Gewone Salomonszegel
Wij kwamen erbij uit. Meerdere keren. Wat mag u weten van Salomonszegel?
- De Salomonszegel is een ‘geofyt’, d.w.z. een plant die overwintert in de aarde, in de grond of onder de grond.
- Er zijn vier soorten salomonszegels; de Gewone-, de Krans-, de Welriekende- en de Tuinsalomonszegel.

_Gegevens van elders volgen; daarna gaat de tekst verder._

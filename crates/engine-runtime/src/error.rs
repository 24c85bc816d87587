use connectors::{error::ConnectorError, format::FormatError};
use engine_config::error::ConfigError;
use thiserror::Error;

/// Top-level errors of a sink run.
#[derive(Debug, Error)]
pub enum RuntimeError {
    #[error("Configuration error: {0}")]
    Config(#[from] ConfigError),

    #[error("Connector error: {0}")]
    Connector(#[from] ConnectorError),

    #[error("Format error: {0}")]
    Format(#[from] FormatError),

    #[error("Actor error: {0}")]
    Actor(#[from] ActorError),

    #[error("Failed to emit state message: {0}")]
    StateOutput(#[from] std::io::Error),

    #[error("Failed to encode state message: {0}")]
    StateEncode(#[from] serde_json::Error),

    #[error("Stream '{stream}' would write under '{identifier}', which stream '{owner}' already uses")]
    IdentifierTaken {
        stream: String,
        identifier: String,
        owner: String,
    },

    #[error("Streams failed: {}", .streams.join(", "))]
    StreamsFailed { streams: Vec<String> },
}

/// Failures talking to a stream actor.
#[derive(Debug, Error)]
pub enum ActorError {
    #[error("Mailbox of stream '{0}' is closed")]
    MailboxClosed(String),

    #[error("Actor '{0}' dropped the reply channel")]
    NoReply(String),
}
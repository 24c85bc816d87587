use connectors::storage::StorageError;
use engine_core::{error::BatchError, retry::RetryDisposition};

pub fn classify_storage_error(err: &StorageError) -> RetryDisposition {
    match err {
        StorageError::Transient { .. } => RetryDisposition::Retry,
        StorageError::Permanent { .. } => RetryDisposition::Stop,
    }
}

pub fn classify_batch_error(err: &BatchError) -> RetryDisposition {
    match err {
        BatchError::Storage(storage_err) => classify_storage_error(storage_err),
        BatchError::Format { .. } => RetryDisposition::Stop,
        BatchError::DrainPending { .. } | BatchError::Rejected { .. } => RetryDisposition::Stop,
    }
}

#[cfg(test)]
mod tests {
    use super::*;
    use model::core::identifiers::StorageKey;

    #[test]
    fn test_only_transient_storage_errors_retry() {
        let key = StorageKey::from("k");
        assert_eq!(
            classify_batch_error(&BatchError::Storage(StorageError::transient(&key, "503"))),
            RetryDisposition::Retry
        );
        assert_eq!(
            classify_batch_error(&BatchError::Storage(StorageError::permanent(&key, "403"))),
            RetryDisposition::Stop
        );
        assert_eq!(
            classify_batch_error(&BatchError::DrainPending { stream: "s".into() }),
            RetryDisposition::Stop
        );
    }
}
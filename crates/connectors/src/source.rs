use crate::error::ConnectorError;
use async_trait::async_trait;
use model::core::value::Value;

/// What the upstream producer hands to the connector.
#[derive(Debug, Clone, PartialEq)]
pub enum SourceEvent {
    /// Announces a stream and its declared schema. The schema is not enforced.
    StreamStart {
        stream: String,
        schema: serde_json::Value,
        key_properties: Vec<String>,
    },

    Record { stream: String, record: Value },

    /// Upstream checkpoint, echoed once everything before it is stored.
    State(serde_json::Value),

    /// No more records will arrive for this stream.
    Finalize { stream: String },
}

#[async_trait]
pub trait RecordSource: Send {
    /// Next event, or `None` once the input is exhausted.
    async fn next_event(&mut self) -> Result<Option<SourceEvent>, ConnectorError>;
}
use crate::error::RuntimeError;
use connectors::{
    format::{key::KeyLayout, registry::FormatRegistry},
    storage::{StorageSink, object::ObjectStorageSink},
};
use engine_config::settings::TargetConfig;
use engine_core::{
    context::stream::StreamContext,
    format::{Format, FormatTarget},
    metrics::Metrics,
    retry::RetryPolicy,
};
use engine_processing::consumer::BatchCoordinator;
use std::sync::Arc;
use tracing::info;

pub fn create_sink(config: &TargetConfig) -> Result<Arc<dyn StorageSink>, RuntimeError> {
    let sink = ObjectStorageSink::from_settings(&config.cloud_provider)?;
    info!(sink = %sink.describe(), "Storage sink ready");
    Ok(Arc::new(sink))
}

/// Resolves the writer and key layout every stream shares.
pub fn build_target(
    config: &TargetConfig,
    sink: Arc<dyn StorageSink>,
) -> Result<FormatTarget, RuntimeError> {
    let writer = FormatRegistry::default().create(&config.format)?;
    Ok(FormatTarget {
        writer,
        sink,
        layout: Arc::new(KeyLayout::from_config(config)),
        include_process_date: config.include_process_date,
    })
}

pub fn create_coordinator(
    stream: &str,
    target: FormatTarget,
    config: &TargetConfig,
    metrics: Metrics,
    first_sequence: u64,
) -> BatchCoordinator {
    let format =
        Format::new(StreamContext::new(stream, metrics), target).starting_at(first_sequence);
    BatchCoordinator::new(
        format,
        config.format.batch,
        RetryPolicy::from_settings(&config.retry),
    )
}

- Salomonszegels zijn meerjarige planten met een vlezige wortelstok en hangende bloemen.
- De naam heeft alleen iets indirect te maken met koning Salomo uit de Bijbel door de littekens die afgestorven bloemstengels uit vorige jaren op de wortelstok achterlaten.
- Bloeit in mei/juni, de bloemen hebben een klokvorm naar één kant, de bloemen zijn wit met groene top.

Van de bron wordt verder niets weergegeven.